16. Lower your expectations
This sounds negative, but it will positively impact your recovery! If you have high expectations of returning to work soon after surgery and bouncing around the house doing your normal activities, you are more likely to push beyond your capabilities causing injury. My yoga practice helped immensely in the days following my surgery. By this, I do not mean that I practiced yoga postures, that’s not it at all! In yoga, we practice acceptance and non-violence (ahimsa) which is something we also need to practice following pelvic mesh removal surgery. You will meet a different version of your body after surgery. Listening to this new version of your body each day and accepting what you meet will help to get you through those first tough days and weeks. When you can accept what you meet, you can gently explore what is showing up in your body. If you push yourself to go back to work, to lift your kids, to hoover the house or to carry the shopping before your body tells you that it is ready, this is the equivalent to being violent towards yourself. Before surgery, tell your partner, family and friends that you will need help and be prepared to keep asking for help in the days and weeks and months following surgery.
17. Keep calm and breathe
In my opinion, this is one of the most important considerations, both before and after pelvic mesh removal surgery. You may be worried and apprehensive before your surgery. A calm steady state keeps your sympathetic nervous system active – that’s the rest and digest system which helps with recovery. If you are anxious and panicky, your parasympathetic nervous system will dominate – that’s your fight or flight system. Try to keep stress levels to a minimum and find your happy place within. Flying after surgery can generate worry – I know this as I had to take a 9 hour flight 9 days after surgery. I meditated during my flight and worked to keep my thoughts on the positive side of the thought spectrum rather than jumping to fear with every little pain and twinge. You can use an app such as Calm to help you relax. The app offers many different meditations. Breathing can also help to calm your nervous system. Taking long inhales with extended slow exhales taps into your sympathetic nervous system tricking your body into calming down when you start to feel panicked.
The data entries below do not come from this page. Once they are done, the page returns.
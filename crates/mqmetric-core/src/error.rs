//! Error types for discovery, subscription and publication processing.

use std::fmt;
use std::path::PathBuf;

use thiserror::Error;

use crate::pcf::constants::{
    MQCC_FAILED, MQCC_OK, MQCC_WARNING, MQRC_NO_MSG_AVAILABLE, MQRC_TRUNCATED_MSG_FAILED,
};

/// Completion code of a transport call.
#[derive(Debug, Clone, Copy, PartialEq, Eq)]
pub enum CompCode {
    Ok,
    Warning,
    Failed,
}

impl CompCode {
    pub fn from_raw(raw: i32) -> Self {
        match raw {
            MQCC_OK => CompCode::Ok,
            MQCC_WARNING => CompCode::Warning,
            _ => CompCode::Failed,
        }
    }

    pub fn as_raw(self) -> i32 {
        match self {
            CompCode::Ok => MQCC_OK,
            CompCode::Warning => MQCC_WARNING,
            CompCode::Failed => MQCC_FAILED,
        }
    }
}

impl fmt::Display for CompCode {
    fn fmt(&self, f: &mut fmt::Formatter<'_>) -> fmt::Result {
        match self {
            CompCode::Ok => write!(f, "MQCC_OK"),
            CompCode::Warning => write!(f, "MQCC_WARNING"),
            CompCode::Failed => write!(f, "MQCC_FAILED"),
        }
    }
}

/// Failure reported by the transport, as a completion/reason code pair.
#[derive(Error, Debug, Clone, Copy, PartialEq, Eq)]
#[error("{comp_code} [{}] RC [{reason}]", .comp_code.as_raw())]
pub struct MqReturn {
    pub comp_code: CompCode,
    pub reason: i32,
}

impl MqReturn {
    pub fn failed(reason: i32) -> Self {
        Self {
            comp_code: CompCode::Failed,
            reason,
        }
    }

    pub fn no_message() -> Self {
        Self::failed(MQRC_NO_MSG_AVAILABLE)
    }

    pub fn truncated() -> Self {
        Self::failed(MQRC_TRUNCATED_MSG_FAILED)
    }

    pub fn is_no_message(&self) -> bool {
        self.reason == MQRC_NO_MSG_AVAILABLE
    }

    pub fn is_truncated(&self) -> bool {
        self.comp_code != CompCode::Ok && self.reason == MQRC_TRUNCATED_MSG_FAILED
    }
}

/// A message could not be decoded.
#[derive(Error, Debug)]
pub enum PcfError {
    #[error("message ends at {len} bytes, expected more data at offset {offset}")]
    Truncated { offset: usize, len: usize },

    #[error("group nested inside a group (parameter {parameter})")]
    NestedGroup { parameter: i32 },

    #[error("decode failed: {0}")]
    Decode(String),
}

/// An object name pattern list is malformed or could not be read.
#[derive(Error, Debug)]
pub enum PatternError {
    #[error("Object pattern '{0}' is not valid. '*' must be last character in a pattern")]
    Wildcard(String),

    #[error("Object pattern '{0}' is not valid. '!' must be first character in a pattern")]
    Negation(String),

    #[error("Error reading pattern file {path}: {source}")]
    File {
        path: PathBuf,
        #[source]
        source: std::io::Error,
    },
}

/// Discovery stage, used to locate protocol errors.
#[derive(Debug, Clone, Copy, PartialEq, Eq)]
pub enum DiscoveryStage {
    Classes,
    Types,
    Elements,
}

impl fmt::Display for DiscoveryStage {
    fn fmt(&self, f: &mut fmt::Formatter<'_>) -> fmt::Result {
        match self {
            DiscoveryStage::Classes => write!(f, "class"),
            DiscoveryStage::Types => write!(f, "type"),
            DiscoveryStage::Elements => write!(f, "element"),
        }
    }
}

/// Main error type for monitor operations.
#[derive(Error, Debug)]
pub enum MonitorError {
    /// Transport call failed.
    #[error("transport error: {0}")]
    Transport(#[from] MqReturn),

    /// Message could not be decoded.
    #[error("malformed message: {0}")]
    Pcf(#[from] PcfError),

    /// Invalid object pattern.
    #[error(transparent)]
    Pattern(#[from] PatternError),

    /// The server sent a metadata field this schema version does not know.
    #[error("Unknown parameter {parameter} in {stage} discovery")]
    UnknownParameter {
        stage: DiscoveryStage,
        parameter: i32,
    },

    /// A known metadata field arrived without a value.
    #[error("Parameter {parameter} in {stage} discovery carries no value")]
    MissingValue {
        stage: DiscoveryStage,
        parameter: i32,
    },

    /// Two discovered elements map to the same metric name.
    #[error("Non-unique metric description '{0}'")]
    DuplicateMetricName(String),

    /// Subscribing to a topic failed.
    #[error("Error subscribing to {topic}: {source}")]
    Subscribe {
        topic: String,
        #[source]
        source: MqReturn,
    },

    /// The command server rejected an inquiry.
    #[error("PCF command failed with CC {comp_code} RC {reason}")]
    CommandFailed { comp_code: i32, reason: i32 },

    /// An inquiry reply did not fit in the largest permitted buffer.
    #[error("Reply message exceeds the maximum buffer size of {max} bytes")]
    ReplyTooLarge { max: usize },

    /// Object inquiry matched nothing.
    #[error("No objects matching {patterns} of type {object_type} exist")]
    NoMatchingObjects { patterns: String, object_type: i32 },

    /// Object inquiry for an unsupported object type.
    #[error("Object type {0} is not valid")]
    InvalidObjectType(i32),

    /// An operation needs discovery to have run first.
    #[error("Need to call discover_and_subscribe first")]
    NotDiscovered,

    /// The reply queue is a predefined queue instead of a model-derived one.
    #[error("ReplyQ parameter {0} must refer to a MODEL queue")]
    PredefinedReplyQueue(String),
}

/// Result type alias for monitor operations.
pub type Result<T> = std::result::Result<T, MonitorError>;

#[cfg(test)]
mod tests {
    use super::*;

    #[test]
    fn mq_return_classifies_reason_codes() {
        assert!(MqReturn::no_message().is_no_message());
        assert!(!MqReturn::no_message().is_truncated());
        assert!(MqReturn::truncated().is_truncated());

        let warning = MqReturn {
            comp_code: CompCode::Warning,
            reason: MQRC_TRUNCATED_MSG_FAILED,
        };
        assert!(warning.is_truncated());
    }

    #[test]
    fn comp_code_round_trips_raw_values() {
        for cc in [CompCode::Ok, CompCode::Warning, CompCode::Failed] {
            assert_eq!(CompCode::from_raw(cc.as_raw()), cc);
        }
        assert_eq!(CompCode::from_raw(42), CompCode::Failed);
    }

    #[test]
    fn subscribe_error_names_topic() {
        let err = MonitorError::Subscribe {
            topic: "$SYS/MQ/INFO/QMGR/QM1/Monitor/STATQ/APP.1/GENERAL".to_string(),
            source: MqReturn::failed(2035),
        };
        assert!(err.to_string().contains("STATQ/APP.1/GENERAL"));
    }
}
18. Slow and steady wins the race
Following any pelvic mesh removal surgery, you will need to undertake a program of rehabilitation that recreates the connection between your brain and your pelvic floor. Your nerves may have been damaged by the mesh and subsequent removal surgeries. Your muscles are most likely in a combination of hypertonicity (overly tense) and hypotonicity (lax and weak). Identifying the state of your pelvic floor and performing a baseline assessment is one of the first steps detailed in the book which covers recovery from the absolute beginning – where you may have little to no sensation or strength, to a place of great strength builds where you can ride horses, go running and skipping and do star-jumps! It is important to give yourself time. Rome was not built in a day. A strong foundation will not be created overnight. Consistency will be key to your success in the journey to empower your flower.